The rapid fire spread of the virus, which infected thousands of organisations globally, is one of the most significant cyber attacks in recent digital history. The impact caused numerous patient services to be shut down, including emergency services. Though this type of cyber attack is one long forewarned by security professionals, in a recent B2B technology survey of 455 US-based companies across nine vertical markets, ABI found a lack of concern in the healthcare industry.
 
"Cyber security within the healthcare sector has been traditionally poor, at best," said Michela Menting, research director at ABI Research. "Most organisations limit themselves to box ticking exercises, as required under data protection legislation for patient privacy. A true understanding of the risks and the requirements of comprehensive, multi-layered cyber security implementation is sorely lacking. When ranking barriers to technology adoption, we find that 82 per cent of healthcare respondents did not rank privacy and data protection as a concern, and 58 per cent did not rank cyber security at all."
 
For privacy and data protection, this high dismissal rate could be attributed to healthcare organisations' complacency regarding existing data protection frameworks.
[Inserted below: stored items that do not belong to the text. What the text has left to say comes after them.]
use crate::dispatch::map_pixels;
use image::imageops;
use pixmill_core::{PixelBuffer, ProcessingError, ProcessingResult};

/// Copy the region `width`x`height` at (`x`, `y`) into a new buffer.
///
/// The region must lie entirely inside the source. Cropping the full image still
/// returns a distinct buffer.
pub fn crop(
    source: &PixelBuffer,
    x: u32,
    y: u32,
    width: u32,
    height: u32,
) -> ProcessingResult<PixelBuffer> {
    let (image_width, image_height) = source.dimensions();
    if width == 0 || height == 0 {
        return Err(ProcessingError::invalid_argument(
            "crop",
            format!(
                "region dimensions must be positive, got {}x{} for a {}x{} image",
                width, height, image_width, image_height
            ),
        ));
    }

    let fits_x = x.checked_add(width).is_some_and(|right| right <= image_width);
    let fits_y = y.checked_add(height).is_some_and(|bottom| bottom <= image_height);
    if !fits_x || !fits_y {
        return Err(ProcessingError::OutOfBounds {
            operation: "crop",
            x,
            y,
            width,
            height,
            image_width,
            image_height,
        });
    }

    tracing::debug!(x, y, width, height, "Cropping image");

    let cropped = map_pixels!(source, |image| {
        imageops::crop_imm(image, x, y, width, height).to_image()
    });
    PixelBuffer::from_data(cropped)
}

#[cfg(test)]
mod tests {
    use super::*;
    use image::Rgba;
    use pixmill_core::PixelFormat;

    fn gradient(width: u32, height: u32) -> PixelBuffer {
        let samples = (0..width * height)
            .flat_map(|i| {
                let v = (i % 256) as u8;
                [v, v, v]
            })
            .collect();
        PixelBuffer::from_samples(width, height, PixelFormat::Rgb8, samples).unwrap()
    }

    #[test]
    fn test_crop_region_contents() {
        let img = gradient(10, 10);
        let cropped = crop(&img, 2, 3, 4, 5).unwrap();
        assert_eq!(cropped.dimensions(), (4, 5));
        assert_eq!(cropped.pixel(0, 0), img.pixel(2, 3));
        assert_eq!(cropped.pixel(3, 4), img.pixel(5, 7));
    }

    #[test]
    fn test_crop_full_image_is_distinct() {
        let img = PixelBuffer::filled(8, 6, PixelFormat::Rgba8, Rgba([1, 2, 3, 4])).unwrap();
        let cropped = crop(&img, 0, 0, 8, 6).unwrap();
        assert_eq!(cropped.dimensions(), img.dimensions());
        assert_eq!(cropped, img);
        assert!(!std::ptr::eq(cropped.samples().as_ptr(), img.samples().as_ptr()));
    }

    #[test]
    fn test_crop_out_of_bounds() {
        let img = gradient(200, 100);
        let err = crop(&img, 150, 0, 100, 50).unwrap_err();
        assert!(matches!(
            err,
            ProcessingError::OutOfBounds {
                image_width: 200,
                image_height: 100,
                ..
            }
        ));

        let err = crop(&img, 0, u32::MAX, 10, 10).unwrap_err();
        assert!(matches!(err, ProcessingError::OutOfBounds { .. }));
    }

    #[test]
    fn test_crop_zero_size() {
        let img = gradient(10, 10);
        let err = crop(&img, 0, 0, 0, 5).unwrap_err();
        assert!(matches!(err, ProcessingError::InvalidArgument { .. }));
    }
}
//! Watermarks
//!
//! Text and image watermarks anchored on a 3x3 grid and composited source-over.
//! Unlike the geometry and filter operations, applying a watermark mutates its
//! target buffer in place.

mod composite;
mod position;
mod raster;
mod text;

pub use composite::composite_over;
pub use position::{calculate_position, WatermarkPosition};
pub use raster::{ImageWatermark, ImageWatermarkBuilder};
pub use text::{
    TextMetrics, TextWatermark, TextWatermarkBuilder, DEFAULT_FONT_SIZE, DEFAULT_TEXT_COLOR,
};

use pixmill_core::{PixelBuffer, ProcessingError, ProcessingResult};

/// Distance kept between a watermark and the image edges it is aligned to
pub const DEFAULT_MARGIN: u32 = 10;

/// A text or image watermark
#[derive(Debug, Clone)]
pub enum Watermark {
    Text(TextWatermark),
    Image(ImageWatermark),
}

impl Watermark {
    /// Composite the watermark onto `target` in place
    pub fn apply(&self, target: &mut PixelBuffer) -> ProcessingResult<()> {
        match self {
            Watermark::Text(watermark) => watermark.apply(target),
            Watermark::Image(watermark) => watermark.apply(target),
        }
    }

    pub fn position(&self) -> WatermarkPosition {
        match self {
            Watermark::Text(watermark) => watermark.position(),
            Watermark::Image(watermark) => watermark.position(),
        }
    }

    pub fn opacity(&self) -> f32 {
        match self {
            Watermark::Text(watermark) => watermark.opacity(),
            Watermark::Image(watermark) => watermark.opacity(),
        }
    }

    pub fn margin(&self) -> u32 {
        match self {
            Watermark::Text(watermark) => watermark.margin(),
            Watermark::Image(watermark) => watermark.margin(),
        }
    }
}

impl From<TextWatermark> for Watermark {
    fn from(watermark: TextWatermark) -> Self {
        Watermark::Text(watermark)
    }
}

impl From<ImageWatermark> for Watermark {
    fn from(watermark: ImageWatermark) -> Self {
        Watermark::Image(watermark)
    }
}

fn validate_opacity(operation: &'static str, opacity: f32) -> ProcessingResult<()> {
    if !opacity.is_finite() || !(0.0..=1.0).contains(&opacity) {
        return Err(ProcessingError::invalid_argument(
            operation,
            format!("opacity must be between 0 and 1, got {}", opacity),
        ));
    }
    Ok(())
}

#[cfg(test)]
mod tests {
    use super::*;
    use image::Rgba;
    use pixmill_core::PixelFormat;

    #[test]
    fn test_enum_delegates_to_variant() {
        let mark = PixelBuffer::filled(4, 4, PixelFormat::Rgb8, Rgba([0, 0, 0, 255])).unwrap();
        let watermark: Watermark = ImageWatermark::builder(mark)
            .position(WatermarkPosition::TopCenter)
            .opacity(0.75)
            .margin(2)
            .build()
            .unwrap()
            .into();

        assert_eq!(watermark.position(), WatermarkPosition::TopCenter);
        assert_eq!(watermark.opacity(), 0.75);
        assert_eq!(watermark.margin(), 2);

        let mut target =
            PixelBuffer::filled(10, 10, PixelFormat::Rgb8, Rgba([255, 255, 255, 255])).unwrap();
        watermark.apply(&mut target).unwrap();
        // (10 - 4) / 2 = 3 horizontally, margin 2 vertically
        assert_ne!(target.pixel(3, 2), Some(Rgba([255, 255, 255, 255])));
        assert_eq!(target.pixel(3, 1), Some(Rgba([255, 255, 255, 255])));
    }
}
The number of health records breached in the sector alone have numbered in the millions since 2010, and ransomware has been the bane of healthcare organisations, with more than half of global attacks targeting the sector in the past two years.
 
"Belief that healthcare providers are experienced in data protection due to compliance with existing regulation can provide a false sense of security when faced with new technology adoption," said Menting.
 
Similarly, more than half of healthcare B2B technology survey respondents did not consider cyber security to be an obstacle. This inattention can be attributed to several factors: lack of specific cyber security legislation and guidance; belief that data protection regulation could address the problem; low awareness and limited understanding of risks; and the perceived unlikelihood of widespread cyber attacks.
 
"Complacency in risk mitigation is dangerous, as the WannaCry ransomware attack sadly revealed," said Menting. "Healthcare organisations should treat cyber security as a living process, rather than as a static checklist, especially when considering new technology adoption. Connected medical devices and hospital equipment increasingly form part of care provisioning, and are highly vulnerable to cyber attacks. This is even more critical as basic IT cyber security seems to be dangerously unattended in the industry. Ransomware will continue to be a popular cyber attack, attracting an ever-growing number of malicious actors, keen to cash-in on the vulnerabilities riddling healthcare organisations."